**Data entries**
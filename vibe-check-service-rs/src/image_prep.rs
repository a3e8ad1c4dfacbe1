//! Image normalisation before upload
//!
//! Produces a base64 JPEG bounded in bytes and dimensions. Heavier
//! recompression is applied the further the source is over the ceiling.
//! Preparation never fails: on any decode or encode error the original
//! bytes are returned re-encoded as base64 and marked `degraded`.

use std::fs;
use std::path::Path;

use base64::engine::general_purpose::STANDARD as BASE64;
use base64::Engine as _;
use image::codecs::jpeg::JpegEncoder;
use image::imageops::FilterType;
use image::{DynamicImage, GenericImageView, ImageError, Rgb, RgbImage};
use log::{debug, warn};

/// Quality used when the source is already under the ceiling
const LIGHT_QUALITY: u8 = 90;
const MIN_QUALITY: u8 = 60;
const QUALITY_STEP: u8 = 10;

/// Size and dimension bounds for prepared images
#[derive(Debug, Clone, Copy, PartialEq, Eq)]
pub struct PreprocessOptions {
    /// Target ceiling for the encoded JPEG
    pub max_bytes: usize,

    /// Cap on the long edge
    pub max_edge: u32,

    /// Square box the image is fitted into if capping the long edge was not enough
    pub fallback_box: u32,
}

impl Default for PreprocessOptions {
    fn default() -> Self {
        Self {
            max_bytes: 2 * 1024 * 1024,
            max_edge: 1024,
            fallback_box: 800,
        }
    }
}

/// A prepared image ready to be sent as `imageBase64`
#[derive(Debug, Clone, PartialEq, Eq)]
pub struct PreparedImage {
    pub base64: String,

    /// Size of the encoded image in bytes
    pub byte_len: usize,

    pub width: u32,
    pub height: u32,

    /// JPEG quality used; 0 when degraded
    pub quality: u8,

    /// True when the original bytes were passed through unmodified
    pub degraded: bool,
}

impl PreparedImage {
    fn passthrough(bytes: &[u8]) -> Self {
        Self {
            base64: BASE64.encode(bytes),
            byte_len: bytes.len(),
            width: 0,
            height: 0,
            quality: 0,
            degraded: true,
        }
    }
}

/// Prepare an image stored on disk
pub fn prepare_image_file(path: &Path, options: &PreprocessOptions) -> PreparedImage {
    match fs::read(path) {
        Ok(bytes) => prepare_image_bytes(&bytes, options),
        Err(e) => {
            warn!("Could not read image {}: {}", path.display(), e);
            PreparedImage::passthrough(&[])
        }
    }
}

/// Prepare an image given as base64, with or without a `data:` URL prefix
pub fn prepare_image_base64(encoded: &str, options: &PreprocessOptions) -> PreparedImage {
    let payload: String = strip_data_url(encoded)
        .chars()
        .filter(|c| !c.is_ascii_whitespace())
        .collect();

    match BASE64.decode(payload.as_bytes()) {
        Ok(bytes) => prepare_image_bytes(&bytes, options),
        Err(e) => {
            warn!("Inbound image is not valid base64, passing it through: {}", e);
            PreparedImage {
                byte_len: estimated_decoded_len(&payload),
                base64: payload,
                ..PreparedImage::passthrough(&[])
            }
        }
    }
}

/// Prepare raw encoded image bytes (any format the `image` crate decodes)
pub fn prepare_image_bytes(bytes: &[u8], options: &PreprocessOptions) -> PreparedImage {
    match compress(bytes, options) {
        Ok(prepared) => {
            debug!(
                "Prepared image {}x{} at quality {}: {} -> {} bytes",
                prepared.width,
                prepared.height,
                prepared.quality,
                bytes.len(),
                prepared.byte_len
            );
            prepared
        }
        Err(e) => {
            warn!("Image preparation failed, using original bytes: {}", e);
            PreparedImage::passthrough(bytes)
        }
    }
}

/// Starting JPEG quality for a source `ratio` times over the ceiling
pub fn initial_quality(ratio: f64) -> u8 {
    if ratio > 4.0 {
        60
    } else if ratio > 2.0 {
        70
    } else if ratio > 1.5 {
        80
    } else {
        90
    }
}

/// Decoded size of a base64 payload, without decoding it
pub fn estimated_decoded_len(encoded: &str) -> usize {
    let payload = strip_data_url(encoded).trim();
    let padding = payload.bytes().rev().take_while(|b| *b == b'=').count();
    (payload.len() / 4 * 3 + payload.len() % 4 * 3 / 4).saturating_sub(padding)
}

/// Part of a `data:` URL after `base64,`; other input is returned as-is
pub fn strip_data_url(encoded: &str) -> &str {
    let trimmed = encoded.trim();
    if trimmed.starts_with("data:") {
        if let Some((_, payload)) = trimmed.split_once("base64,") {
            return payload;
        }
    }
    trimmed
}

fn compress(bytes: &[u8], options: &PreprocessOptions) -> Result<PreparedImage, ImageError> {
    let source = image::load_from_memory(bytes)?;
    let image = fit_within(flatten_alpha(&source), options.max_edge);

    if bytes.len() <= options.max_bytes {
        return encode_jpeg(&image, LIGHT_QUALITY);
    }

    let ratio = bytes.len() as f64 / options.max_bytes as f64;
    let mut quality = initial_quality(ratio);
    let mut image = image;
    let mut prepared = encode_jpeg(&image, quality)?;

    if prepared.byte_len > options.max_bytes {
        image = fit_within(image, options.fallback_box);
        prepared = encode_jpeg(&image, quality)?;
    }

    while prepared.byte_len > options.max_bytes && quality > MIN_QUALITY {
        quality = quality.saturating_sub(QUALITY_STEP).max(MIN_QUALITY);
        prepared = encode_jpeg(&image, quality)?;
    }

    if prepared.byte_len > options.max_bytes {
        warn!(
            "Image still {} bytes after recompression (ceiling {})",
            prepared.byte_len, options.max_bytes
        );
    }

    Ok(prepared)
}

/// Composite onto white and drop the alpha channel
fn flatten_alpha(source: &DynamicImage) -> DynamicImage {
    if !source.color().has_alpha() {
        return DynamicImage::ImageRgb8(source.to_rgb8());
    }

    let rgba = source.to_rgba8();
    let mut flattened = RgbImage::new(rgba.width(), rgba.height());
    for (x, y, pixel) in rgba.enumerate_pixels() {
        let alpha = u16::from(pixel[3]);
        let blend = |channel: u8| -> u8 {
            ((u16::from(channel) * alpha + 255 * (255 - alpha)) / 255) as u8
        };
        flattened.put_pixel(x, y, Rgb([blend(pixel[0]), blend(pixel[1]), blend(pixel[2])]));
    }
    DynamicImage::ImageRgb8(flattened)
}

/// Downscale so the long edge is at most `edge`; never upscales
fn fit_within(image: DynamicImage, edge: u32) -> DynamicImage {
    let (width, height) = image.dimensions();
    if width.max(height) <= edge {
        return image;
    }
    image.resize(edge, edge, FilterType::Triangle)
}

fn encode_jpeg(image: &DynamicImage, quality: u8) -> Result<PreparedImage, ImageError> {
    let mut bytes = Vec::new();
    JpegEncoder::new_with_quality(&mut bytes, quality).encode_image(image)?;

    let (width, height) = image.dimensions();
    Ok(PreparedImage {
        base64: BASE64.encode(&bytes),
        byte_len: bytes.len(),
        width,
        height,
        quality,
        degraded: false,
    })
}
//! Common utilities for service clients

use std::fmt;
use std::time::Duration;

use reqwest::{header, Client, RequestBuilder};
use serde::de::DeserializeOwned;

use crate::error::mapping::{is_retryable_status, map_http_error};
use crate::error::{ErrorContext, Result, ServiceError};
use crate::util::sanitize_for_logging;

/// UserAgent structure for identifying the client to upstream services
#[derive(Debug, Clone)]
pub struct UserAgent {
    pub app_name: String,
    pub version: String,
    pub extra: Option<String>,
}

impl Default for UserAgent {
    fn default() -> Self {
        Self {
            app_name: "SnapDog-VibeCheck".to_string(),
            version: env!("CARGO_PKG_VERSION").to_string(),
            extra: Some("vibe-sdk".to_string()),
        }
    }
}

impl UserAgent {
    /// Default user agent tagged with the calling client
    pub fn for_client(client: &str) -> Self {
        Self {
            extra: Some(format!("vibe-sdk; {}", client)),
            ..Self::default()
        }
    }
}

impl fmt::Display for UserAgent {
    fn fmt(&self, f: &mut fmt::Formatter<'_>) -> fmt::Result {
        write!(f, "{}/{}", self.app_name, self.version)?;

        if let Some(ref extra) = self.extra {
            write!(f, " ({})", extra)?;
        }

        Ok(())
    }
}

/// Build a standard HTTP client with default settings
pub fn build_http_client(user_agent: Option<UserAgent>, timeout: Option<Duration>) -> Result<Client> {
    let mut headers = header::HeaderMap::new();
    let ua = user_agent.unwrap_or_default().to_string();

    headers.insert(
        header::USER_AGENT,
        header::HeaderValue::from_str(&ua)
            .map_err(|e| ServiceError::configuration(format!("Invalid user agent: {}", e)))?,
    );

    reqwest::Client::builder()
        .default_headers(headers)
        .timeout(timeout.unwrap_or_else(|| Duration::from_secs(30)))
        .gzip(true)
        .build()
        .map_err(|e| ServiceError::configuration(format!("Failed to build HTTP client: {}", e)))
}

/// Turn a non-success HTTP response into a ServiceError
pub async fn parse_error_response(service_name: &str, endpoint: &str, response: reqwest::Response) -> ServiceError {
    let status = response.status();
    let mut context = ErrorContext::for_service(service_name)
        .status_code(status.as_u16())
        .endpoint(endpoint);

    let body = match response.text().await {
        Ok(body) => body,
        Err(e) => format!("Failed to read error response: {}", e),
    };

    log::debug!(
        "{} {} returned {} (retryable: {}): {}",
        service_name,
        endpoint,
        status,
        is_retryable_status(status),
        sanitize_for_logging(&body)
    );

    let error = map_http_error(status, &body, &mut context);
    error.with_context(context)
}

/// Send a prepared request and decode a JSON body of type R
pub async fn send_json<R>(service_name: &str, endpoint: &str, request: RequestBuilder) -> Result<(R, u16)>
where
    R: DeserializeOwned,
{
    let response = request.send().await.map_err(|e| {
        let err = ServiceError::from(e);
        log::debug!("{} {} transport failure: {}", service_name, endpoint, err);
        err
    })?;

    let status = response.status();
    if !status.is_success() {
        return Err(parse_error_response(service_name, endpoint, response).await);
    }

    let body = response
        .json::<R>()
        .await
        .map_err(|e| ServiceError::parsing(format!("Failed to parse {} response: {}", service_name, e)))?;

    Ok((body, status.as_u16()))
}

**EXERCISE**
Tally up the lines holding the string "write" in the data above, and respond with nothing but the number.

**TASK ANSWER**
2